Question:

Platelets are activated by increase of cytosolic Ca²⁺-concentration ([Ca²⁺]_i) following stimulation of store operated Ca²⁺ entry (SOCE), which is accomplished by the pore forming unit Orai1 and its regulator STIM1. In other cell types Ca²⁺-transport across cell membranes is regulated by dihydroxyvitamin D3 (1,25(OH)₂D₃). Formation of 1,25(OH)₂D₃ is inhibited by anti-aging protein klotho. Thus, 1,25(OH)₂D₃ plasma levels are excessive in klotho-deficient mice (kl/kl), which suffer from severe vascular calcification. The present study explored whether klotho deficiency impacts on [Ca²⁺]_i and function of platelets.

Methods and Results:

SOCE and agonist-induced [Ca²⁺]_i increase were significantly blunted in platelets from kl/kl mice. Similarly, degranulation, integrin α_IIbβ₃ activation, aggregation and in vitro thrombus formation were significantly impaired in platelets from kl/kl mice. Low vitamin D diet (LVD) abrogated the impaired Ca²⁺-dependent activation of platelets from kl/kl mice. Platelet and megakaryocyte transcript levels and membrane protein abundance of STIM1 and Orai1 were significantly reduced in platelets from kl/kl mice and significantly decreased by treatment with 1,25(OH)₂D₃ in wildtype megakaryocytes.
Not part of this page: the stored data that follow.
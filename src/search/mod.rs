//! Web + image search aggregation backed by Serper
//!
//! One organic search and one image search are issued for the same query.
//! The first organic hit is returned together with the first image whose URL
//! looks displayable.

use std::time::Instant;

use reqwest::Client;
use tracing::{debug, info, instrument};

use crate::config::SearchConfig;
use crate::models::SearchResult;
use crate::upstream::read_json;
use crate::{Result, VoiceRelayError};

pub mod serper;

use serper::{ImageResult, ImageSearchRequest, ImagesResponse, OrganicResponse, SearchRequest};

/// Suffixes accepted as image files. Matched case-sensitively.
pub const IMAGE_EXTENSIONS: [&str; 5] = [".jpg", ".jpeg", ".png", ".gif", ".webp"];

/// Serper API client
pub struct SerperClient {
    client: Client,
    api_key: String,
    base_url: String,
}

impl SerperClient {
    pub fn new(client: Client, config: &SearchConfig) -> Self {
        Self {
            client,
            api_key: config.api_key.clone(),
            base_url: config.base_url.trim_end_matches('/').to_string(),
        }
    }

    /// Run both searches for `query` and reduce them to a single result
    pub async fn search(&self, query: &str) -> Result<SearchResult> {
        let start_time = Instant::now();

        // Independent calls; either failing fails the whole search.
        let (organic, images) = tokio::try_join!(self.organic(query), self.images(query))?;
        let result = build_result(organic, images)?;

        info!(
            "Search for '{}' answered with '{}' (image: {}) in {:.3}s",
            query,
            result.source,
            result.image_url.is_some(),
            start_time.elapsed().as_secs_f64()
        );
        Ok(result)
    }

    #[instrument(skip(self))]
    async fn organic(&self, query: &str) -> Result<OrganicResponse> {
        let url = format!("{}/search", self.base_url);
        debug!("Serper organic search request URL: {}", url);

        let response = self
            .client
            .post(&url)
            .header("X-API-KEY", self.api_key.as_str())
            .json(&SearchRequest { q: query })
            .send()
            .await?;
        read_json(response, "Serper search").await
    }

    #[instrument(skip(self))]
    async fn images(&self, query: &str) -> Result<ImagesResponse> {
        let url = format!("{}/images", self.base_url);
        debug!("Serper image search request URL: {}", url);

        let response = self
            .client
            .post(&url)
            .header("X-API-KEY", self.api_key.as_str())
            .json(&ImageSearchRequest::new(query))
            .send()
            .await?;
        read_json(response, "Serper images").await
    }
}

/// Take the first organic hit and pair it with the first displayable image
pub fn build_result(organic: OrganicResponse, images: ImagesResponse) -> Result<SearchResult> {
    let Some(first) = organic.organic.and_then(|hits| hits.into_iter().next()) else {
        return Err(VoiceRelayError::not_found("No results found"));
    };

    let images = images.images.unwrap_or_default();
    let image = select_image(&images);
    if let Some(img) = image {
        debug!(
            "Selected image '{}' out of {} candidates",
            img.title.as_deref().unwrap_or("untitled"),
            images.len()
        );
    }

    Ok(SearchResult {
        title: first.title,
        snippet: first.snippet,
        source: first.link,
        image_url: image.and_then(|img| img.image_url.clone()),
        image_source: image.and_then(|img| img.source.clone()),
    })
}

/// First image, in provider order, whose URL passes [`looks_like_image`]
pub fn select_image(images: &[ImageResult]) -> Option<&ImageResult> {
    images.iter().find(|img| {
        img.image_url
            .as_deref()
            .is_some_and(|url| !url.is_empty() && looks_like_image(url))
    })
}

/// Loose displayability check: a known extension at the very end of the URL
/// (case-sensitive) or `images` anywhere in it (case-insensitive).
pub fn looks_like_image(url: &str) -> bool {
    IMAGE_EXTENSIONS.iter().any(|ext| url.ends_with(ext))
        || url.to_lowercase().contains("images")
}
Nuclear abundance of NF-?B subunits p50 and p65 were significantly lower in megakaryocytes derived from kl/kl mice than in megakaryocytes from wildtype littermates or from klotho-deficient mice treated with LVD. Transfection of MEG-01 cells with p50/p65 mimicked the 1,25(OH)₂D₃-induced decrease of STIM1 and Orai1 expression on mRNA and protein level.

Conclusions:

In conclusion, klotho-deficiency decreases SOCE in platelets leading to impaired thrombus formation. The effect is at least in part due to 1,25(OH)₂D₃-induced impairment of NF-?B-dependent STIM1 and Orai1 expression in megakaryocytes.